Mark: That's another law broken there.

Wendy: There's a law against lame excuses?

Mark: Right. But we're not gonna focus on that. We're trying to keep it positive. The outcome of the stop should be that the driver goes away thinking that it feels good to obey the law. Listen to how it plays out.

Driver 2: You're not gonna hold that against me, are you officer?

Preston: The reason I stopped you sir, is that I really liked the way you were leaving a safe interval between yourself and the car ahead of you. A lot of people don't do that today, so I notice it when I see someone who understands.
So that's why I want to give YOU a hundred dollar bill.

Driver 2: You're kidding me.

Preston: As a way of congratulating you on a job well done. And you can pocket that.
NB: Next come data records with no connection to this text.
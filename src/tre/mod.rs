//! Tagged Record Extensions.
//!
//! A TRE is a `(tag, payload)` record attached to a header's user-defined
//! or extended section, serialized as a 6-character tag, a 5-digit payload
//! length, and the payload itself. When the [`registry`](TreRegistry) knows
//! the tag, the payload decomposes into named sub-fields per the tag's
//! [`TreDescriptor`]; unknown tags are carried as raw bytes and re-emitted
//! verbatim, so a file with unrecognized extensions still round-trips
//! exactly.

mod descriptor;
mod registry;

pub use descriptor::{CondDef, DescriptorKind, FieldDef, FieldSpec, LoopDef, TreDescriptor};
pub use registry::TreRegistry;

use std::sync::Arc;

use descriptor::{expand_layout, ExpandedField};

use crate::error::TreError;
use crate::record::{Field, FieldKind};

// =============================================================================
// Constants
// =============================================================================

/// Length of the tag portion of a serialized TRE.
pub const TRE_TAG_LEN: usize = 6;

/// Length of the payload-length portion of a serialized TRE.
pub const TRE_LENGTH_LEN: usize = 5;

/// Largest payload a TRE can declare (5 decimal digits).
pub const TRE_MAX_PAYLOAD: usize = 99_999;

/// Pseudo-field name exposed by raw-bytes extensions.
pub const RAW_DATA_FIELD: &str = "raw_data";

// =============================================================================
// Tre
// =============================================================================

#[derive(Debug, Clone, PartialEq)]
enum TreBody {
    /// Layout known: ordered named sub-fields
    Typed {
        descriptor: Arc<TreDescriptor>,
        fields: Vec<(String, Field)>,
    },
    /// Layout unknown: the payload is preserved verbatim
    Raw { data: Field },
}

/// A single tagged record extension.
#[derive(Debug, Clone, PartialEq)]
pub struct Tre {
    tag: String,
    body: TreBody,
}

impl Tre {
    /// Construct a raw-bytes extension that re-emits `payload` verbatim.
    pub fn raw(tag: impl Into<String>, payload: &[u8]) -> Self {
        Self {
            tag: tag.into(),
            body: TreBody::Raw {
                data: Field::from_bytes(FieldKind::Binary, payload.to_vec()),
            },
        }
    }

    /// Construct an empty typed extension from a descriptor.
    ///
    /// Sub-fields take their descriptor defaults; loops over a defaulted
    /// zero count expand to nothing until the count field is set.
    pub fn from_descriptor(descriptor: Arc<TreDescriptor>) -> Result<Self, TreError> {
        let rows = expand_layout(&descriptor, &|_| None)?;
        let fields = rows.into_iter().map(materialize).collect();
        Ok(Self {
            tag: descriptor.tag.clone(),
            body: TreBody::Typed { descriptor, fields },
        })
    }

    /// Parse a typed extension from its payload bytes.
    ///
    /// Walks the descriptor in declared order, resolving loop counts and
    /// conditions from sub-fields parsed earlier in the same payload.
    ///
    /// # Errors
    /// [`TreError::LengthMismatch`] if the payload is shorter or longer
    /// than the expanded layout.
    pub fn parse(descriptor: Arc<TreDescriptor>, payload: &[u8]) -> Result<Self, TreError> {
        let mut fields: Vec<(String, Field)> = Vec::new();
        let mut pos = 0usize;
        parse_specs(
            &descriptor,
            &descriptor.fields,
            "",
            payload,
            &mut pos,
            &mut fields,
        )?;
        if pos != payload.len() {
            return Err(TreError::LengthMismatch {
                tag: descriptor.tag.clone(),
                declared: payload.len(),
                actual: pos,
            });
        }
        Ok(Self {
            tag: descriptor.tag.clone(),
            body: TreBody::Typed { descriptor, fields },
        })
    }

    /// The 6-character tag (trimmed).
    pub fn tag(&self) -> &str {
        &self.tag
    }

    /// Whether this extension is carried as raw bytes.
    pub fn is_raw(&self) -> bool {
        matches!(self.body, TreBody::Raw { .. })
    }

    /// Payload size in bytes (the value the length prefix will carry).
    pub fn current_size(&self) -> usize {
        match &self.body {
            TreBody::Typed { fields, .. } => fields.iter().map(|(_, f)| f.len()).sum(),
            TreBody::Raw { data } => data.len(),
        }
    }

    /// Full serialized size: tag + length prefix + payload.
    pub fn serialized_len(&self) -> usize {
        TRE_TAG_LEN + TRE_LENGTH_LEN + self.current_size()
    }

    /// Look up a sub-field by name. Raw extensions expose a single
    /// [`RAW_DATA_FIELD`].
    pub fn get(&self, name: &str) -> Option<&Field> {
        match &self.body {
            TreBody::Typed { fields, .. } => fields
                .iter()
                .find(|(field_name, _)| field_name == name)
                .map(|(_, field)| field),
            TreBody::Raw { data } => (name == RAW_DATA_FIELD).then_some(data),
        }
    }

    /// Whether a sub-field with this name exists.
    pub fn contains(&self, name: &str) -> bool {
        self.get(name).is_some()
    }

    /// Set a sub-field from a string value.
    ///
    /// After the set, the layout is re-expanded against the new values:
    /// growing a loop count adds fresh defaulted rows, shrinking it drops
    /// the excess, and satisfied conditions bring their rows into
    /// existence.
    pub fn set_string(&mut self, name: &str, value: &str) -> Result<(), TreError> {
        let (descriptor, fields) = match &mut self.body {
            TreBody::Typed { descriptor, fields } => (descriptor, fields),
            TreBody::Raw { .. } => {
                return Err(TreError::NoSuchField {
                    tag: self.tag.clone(),
                    field: name.to_string(),
                });
            }
        };
        let slot = fields
            .iter_mut()
            .find(|(field_name, _)| field_name == name)
            .ok_or_else(|| TreError::NoSuchField {
                tag: descriptor.tag.clone(),
                field: name.to_string(),
            })?;
        slot.1.set_string(value)?;
        self.reflow()
    }

    /// Set a numeric sub-field.
    pub fn set_uint(&mut self, name: &str, value: u64) -> Result<(), TreError> {
        self.set_string(name, &value.to_string())
    }

    /// Iterate `(name, field)` pairs in serialization order.
    pub fn iter(&self) -> impl Iterator<Item = (&str, &Field)> {
        let pairs: Vec<(&str, &Field)> = match &self.body {
            TreBody::Typed { fields, .. } => fields
                .iter()
                .map(|(name, field)| (name.as_str(), field))
                .collect(),
            TreBody::Raw { data } => vec![(RAW_DATA_FIELD, data)],
        };
        pairs.into_iter()
    }

    /// Serialize as tag + 5-digit length + payload.
    ///
    /// # Errors
    /// [`TreError::LengthMismatch`] if the payload exceeds the 5-digit
    /// length prefix.
    pub fn serialize_into(&self, out: &mut Vec<u8>) -> Result<(), TreError> {
        let size = self.current_size();
        if size > TRE_MAX_PAYLOAD {
            return Err(TreError::LengthMismatch {
                tag: self.tag.clone(),
                declared: TRE_MAX_PAYLOAD,
                actual: size,
            });
        }
        let mut tag_field = Field::new(FieldKind::BcsA, TRE_TAG_LEN);
        tag_field.set_string(&self.tag)?;
        out.extend_from_slice(tag_field.bytes());
        out.extend_from_slice(format!("{:05}", size).as_bytes());
        match &self.body {
            TreBody::Typed { fields, .. } => {
                for (_, field) in fields {
                    out.extend_from_slice(field.bytes());
                }
            }
            TreBody::Raw { data } => out.extend_from_slice(data.bytes()),
        }
        Ok(())
    }

    /// Serialize to a fresh buffer.
    pub fn serialize(&self) -> Result<Vec<u8>, TreError> {
        let mut out = Vec::with_capacity(self.serialized_len());
        self.serialize_into(&mut out)?;
        Ok(out)
    }

    /// The payload bytes alone, without the tag and length prefix.
    ///
    /// This is the form data-extension subheader fields are stored in:
    /// their length is carried by the subheader's own length field.
    pub fn payload_bytes(&self) -> Vec<u8> {
        match &self.body {
            TreBody::Typed { fields, .. } => {
                let mut out = Vec::with_capacity(self.current_size());
                for (_, field) in fields {
                    out.extend_from_slice(field.bytes());
                }
                out
            }
            TreBody::Raw { data } => data.bytes().to_vec(),
        }
    }

    /// Re-expand the layout, preserving values for rows that survive.
    fn reflow(&mut self) -> Result<(), TreError> {
        let (descriptor, fields) = match &self.body {
            TreBody::Typed { descriptor, fields } => (descriptor.clone(), fields.clone()),
            TreBody::Raw { .. } => return Ok(()),
        };
        let rows = expand_layout(&descriptor, &|name| {
            fields
                .iter()
                .find(|(field_name, _)| field_name == name)
                .map(|(_, field)| field.clone())
        })?;
        let new_fields = rows
            .into_iter()
            .map(|row| {
                match fields
                    .iter()
                    .find(|(name, field)| *name == row.name && field.len() == row.len)
                {
                    Some((name, field)) => (name.clone(), field.clone()),
                    None => materialize(row),
                }
            })
            .collect();
        self.body = TreBody::Typed {
            descriptor,
            fields: new_fields,
        };
        Ok(())
    }
}
//! Process-wide TRE handler registry.
//!
//! The registry maps a 6-character tag to the layout descriptors that can
//! decode it. Handlers are loaded from JSON descriptor files in a plugin
//! directory (`NITF_PLUGIN_PATH` by convention) during initialization;
//! lookups after that are read-only and may come from any thread.
//!
//! A descriptor file that fails to load is logged and skipped; parsing a
//! file that carries such a tag then falls back to the raw-bytes handler,
//! which preserves the payload verbatim.

use std::collections::HashMap;
use std::path::Path;
use std::sync::{Arc, OnceLock, RwLock, RwLockReadGuard};

use tracing::{debug, warn};

use super::{Tre, TreDescriptor};
use crate::error::TreError;

/// Environment variable naming the plugin directory.
pub const PLUGIN_PATH_ENV: &str = "NITF_PLUGIN_PATH";

// =============================================================================
// TreRegistry
// =============================================================================

/// A store of layout descriptors keyed by tag.
///
/// Tags need not be unique: a tag may carry several descriptor variants,
/// distinguished by the descriptor's `variant` id. The first registered
/// descriptor for a tag is its default.
#[derive(Debug, Default)]
pub struct TreRegistry {
    handlers: HashMap<String, Vec<Arc<TreDescriptor>>>,
}

impl TreRegistry {
    /// Create an empty registry.
    pub fn new() -> Self {
        Self::default()
    }

    /// Register a descriptor built in code.
    pub fn register(&mut self, descriptor: TreDescriptor) {
        self.handlers
            .entry(descriptor.tag.trim().to_string())
            .or_default()
            .push(Arc::new(descriptor));
    }

    /// Load every `*.json` descriptor in a directory.
    ///
    /// Files are visited in name order so registration is deterministic.
    /// A file that cannot be read or parsed is logged at `warn` and
    /// skipped; its tag simply stays unhandled. Returns the number of
    /// descriptors loaded.
    pub fn load_dir(&mut self, dir: impl AsRef<Path>) -> Result<usize, TreError> {
        let dir = dir.as_ref();
        let mut entries: Vec<_> = std::fs::read_dir(dir)
            .map_err(|err| TreError::BadDescriptor {
                path: dir.display().to_string(),
                message: err.to_string(),
            })?
            .filter_map(|entry| entry.ok())
            .map(|entry| entry.path())
            .filter(|path| path.extension().is_some_and(|ext| ext == "json"))
            .collect();
        entries.sort();

        let mut loaded = 0;
        for path in entries {
            let path_str = path.display().to_string();
            let json = match std::fs::read_to_string(&path) {
                Ok(json) => json,
                Err(err) => {
                    warn!("skipping TRE descriptor {}: {}", path_str, err);
                    continue;
                }
            };
            match TreDescriptor::from_json(&path_str, &json) {
                Ok(descriptor) => {
                    debug!("loaded TRE handler {} from {}", descriptor.tag, path_str);
                    self.register(descriptor);
                    loaded += 1;
                }
                Err(err) => {
                    warn!("skipping TRE descriptor {}: {}", path_str, err);
                }
            }
        }
        Ok(loaded)
    }

    /// Whether a handler is registered for this tag.
    pub fn can_handle(&self, tag: &str) -> bool {
        self.handlers.contains_key(tag.trim())
    }

    /// Number of registered descriptors across all tags.
    pub fn len(&self) -> usize {
        self.handlers.values().map(Vec::len).sum()
    }

    /// True if no handlers are registered.
    pub fn is_empty(&self) -> bool {
        self.handlers.is_empty()
    }

    /// Remove every handler. The raw-bytes fallback remains, as always.
    pub fn clear(&mut self) {
        self.handlers.clear();
    }

    /// Fetch the descriptor for a tag, optionally selecting a variant.
    pub fn descriptor(&self, tag: &str, variant: Option<&str>) -> Option<Arc<TreDescriptor>> {
        let candidates = self.handlers.get(tag.trim())?;
        match variant {
            Some(id) => candidates
                .iter()
                .find(|descriptor| descriptor.variant.as_deref() == Some(id))
                .cloned(),
            None => candidates.first().cloned(),
        }
    }

    /// Construct an empty TRE for a tag.
    ///
    /// # Errors
    /// [`TreError::UnknownTag`] when no handler (or no matching variant)
    /// is registered. Callers wanting the fallback behavior can construct
    /// [`Tre::raw`] instead.
    pub fn construct(&self, tag: &str, variant: Option<&str>) -> Result<Tre, TreError> {
        let descriptor = self
            .descriptor(tag, variant)
            .ok_or_else(|| TreError::UnknownTag(tag.to_string()))?;
        Tre::from_descriptor(descriptor)
    }

    /// Decode a payload for a tag, falling back to raw bytes.
    ///
    /// The fallback covers both unknown tags and payloads that do not
    /// match their descriptor (logged at `warn`); either way the caller
    /// gets a TRE that re-serializes to the original bytes.
    pub fn parse_payload(&self, tag: &str, payload: &[u8]) -> Tre {
        match self.descriptor(tag, None) {
            Some(descriptor) => match Tre::parse(descriptor, payload) {
                Ok(tre) => tre,
                Err(err) => {
                    warn!("TRE {} payload did not match its handler ({}); carrying raw", tag, err);
                    Tre::raw(tag, payload)
                }
            },
            None => {
                debug!("no handler for TRE {}; carrying raw", tag);
                Tre::raw(tag, payload)
            }
        }
    }
}

// =============================================================================
// Process-wide instance
// =============================================================================

static GLOBAL: OnceLock<RwLock<TreRegistry>> = OnceLock::new();

impl TreRegistry {
    /// The process-wide registry.
    ///
    /// On first access the registry initializes itself from the directory
    /// named by `NITF_PLUGIN_PATH`, if set. Registration through the
    /// write lock must happen before readers and writers are active;
    /// afterwards treat it as read-only.
    pub fn global() -> &'static RwLock<TreRegistry> {
        GLOBAL.get_or_init(|| {
            let mut registry = TreRegistry::new();
            if let Ok(dir) = std::env::var(PLUGIN_PATH_ENV) {
                match registry.load_dir(&dir) {
                    Ok(count) => debug!("loaded {} TRE handlers from {}", count, dir),
                    Err(err) => warn!("could not load TRE handlers from {}: {}", dir, err),
                }
            }
            RwLock::new(registry)
        })
    }

    /// Read access to the process-wide registry.
    pub fn global_read() -> RwLockReadGuard<'static, TreRegistry> {
        match Self::global().read() {
            Ok(guard) => guard,
            Err(poisoned) => poisoned.into_inner(),
        }
    }
}

// =============================================================================
// Tests
// =============================================================================

#[cfg(test)]
mod tests {
    use super::*;
    use crate::tre::{DescriptorKind, FieldDef, FieldSpec};

    fn descriptor(tag: &str, variant: Option<&str>) -> TreDescriptor {
        TreDescriptor {
            tag: tag.to_string(),
            variant: variant.map(str::to_string),
            fields: vec![FieldSpec::Field(FieldDef {
                name: "BODY".to_string(),
                kind: DescriptorKind::A,
                len: 4,
                default: None,
            })],
        }
    }

    #[test]
    fn test_register_and_construct() {
        let mut registry = TreRegistry::new();
        registry.register(descriptor("TSTTAG", None));

        assert!(registry.can_handle("TSTTAG"));
        assert!(!registry.can_handle("NOPE"));

        let tre = registry.construct("TSTTAG", None).unwrap();
        assert_eq!(tre.tag(), "TSTTAG");
        assert!(!tre.is_raw());
    }

    #[test]
    fn test_construct_unknown_tag() {
        let registry = TreRegistry::new();
        let result = registry.construct("FOOBAR", None);
        assert!(matches!(result, Err(TreError::UnknownTag(_))));
    }

    #[test]
    fn test_variant_selection() {
        let mut registry = TreRegistry::new();
        registry.register(descriptor("TSTTAG", None));
        registry.register(descriptor("TSTTAG", Some("alt")));

        assert!(registry.descriptor("TSTTAG", Some("alt")).is_some());
        assert!(registry.descriptor("TSTTAG", Some("missing")).is_none());
        // Default is the first registered
        assert_eq!(registry.descriptor("TSTTAG", None).unwrap().variant, None);
    }

    #[test]
    fn test_parse_payload_falls_back_to_raw() {
        let registry = TreRegistry::new();
        let tre = registry.parse_payload("FOOBAR", b"opaque");
        assert!(tre.is_raw());
        let bytes = tre.serialize().unwrap();
        assert_eq!(&bytes[..], b"FOOBAR00006opaque");
    }

    #[test]
    fn test_parse_payload_bad_fit_falls_back_to_raw() {
        let mut registry = TreRegistry::new();
        registry.register(descriptor("TSTTAG", None));
        // Payload longer than the 4-byte layout: carried raw
        let tre = registry.parse_payload("TSTTAG", b"too-long-for-layout");
        assert!(tre.is_raw());
    }

    #[test]
    fn test_load_dir_skips_bad_files() {
        let dir = tempfile::tempdir().unwrap();
        std::fs::write(
            dir.path().join("a_good.json"),
            r#"{ "tag": "GOODIE", "fields": [
                { "field": { "name": "X", "kind": "A", "len": 2 } }
            ] }"#,
        )
        .unwrap();
        std::fs::write(dir.path().join("broken.json"), "{ not json").unwrap();
        std::fs::write(dir.path().join("ignored.txt"), "not a descriptor").unwrap();

        let mut registry = TreRegistry::new();
        let loaded = registry.load_dir(dir.path()).unwrap();
        assert_eq!(loaded, 1);
        assert!(registry.can_handle("GOODIE"));
    }

    #[test]
    fn test_load_missing_dir_fails() {
        let mut registry = TreRegistry::new();
        assert!(registry.load_dir("/no/such/plugin/dir").is_err());
    }

    #[test]
    fn test_clear() {
        let mut registry = TreRegistry::new();
        registry.register(descriptor("TSTTAG", None));
        assert_eq!(registry.len(), 1);
        registry.clear();
        assert!(registry.is_empty());
    }
}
It's yours.

Driver 2: Am I on Candid Camera?

(sfx: traffic out)

Wendy: Wow, I wish that trooper would stop ME!

Ellen: Of course you do. If you look at the psychology of it, it makes a lot of sense.
You say to people "Let me catch you doing wrong and you'll pay for it …" and most people will believe they can get away with something.
If you say "Let me catch you doing something RIGHT and you could get a prize … " and most people will believe … "yes, I can win!"

Wendy: Even though the odds are the same either way?

Ellen: Hope springs eternal. What do you think keeps the lottery in business?

(sfx: traffic under Wendy)

Wendy: It remains to be seen if the overall effect of the "Highway Prize Police" will be to improve driving skills. But you have to admit the idea that you could get some really nice stuff just for obeying the law has it's attraction. My grandmother used to say that "good behavior is it's own reward," and while that may still possibly be true, out on the highway it is clearly no longer enough.

Preston: Well, maam, I'm pleased to be able to tell you that thanks to your careful and safe use of the on ramp today, you've won a new washer dryer!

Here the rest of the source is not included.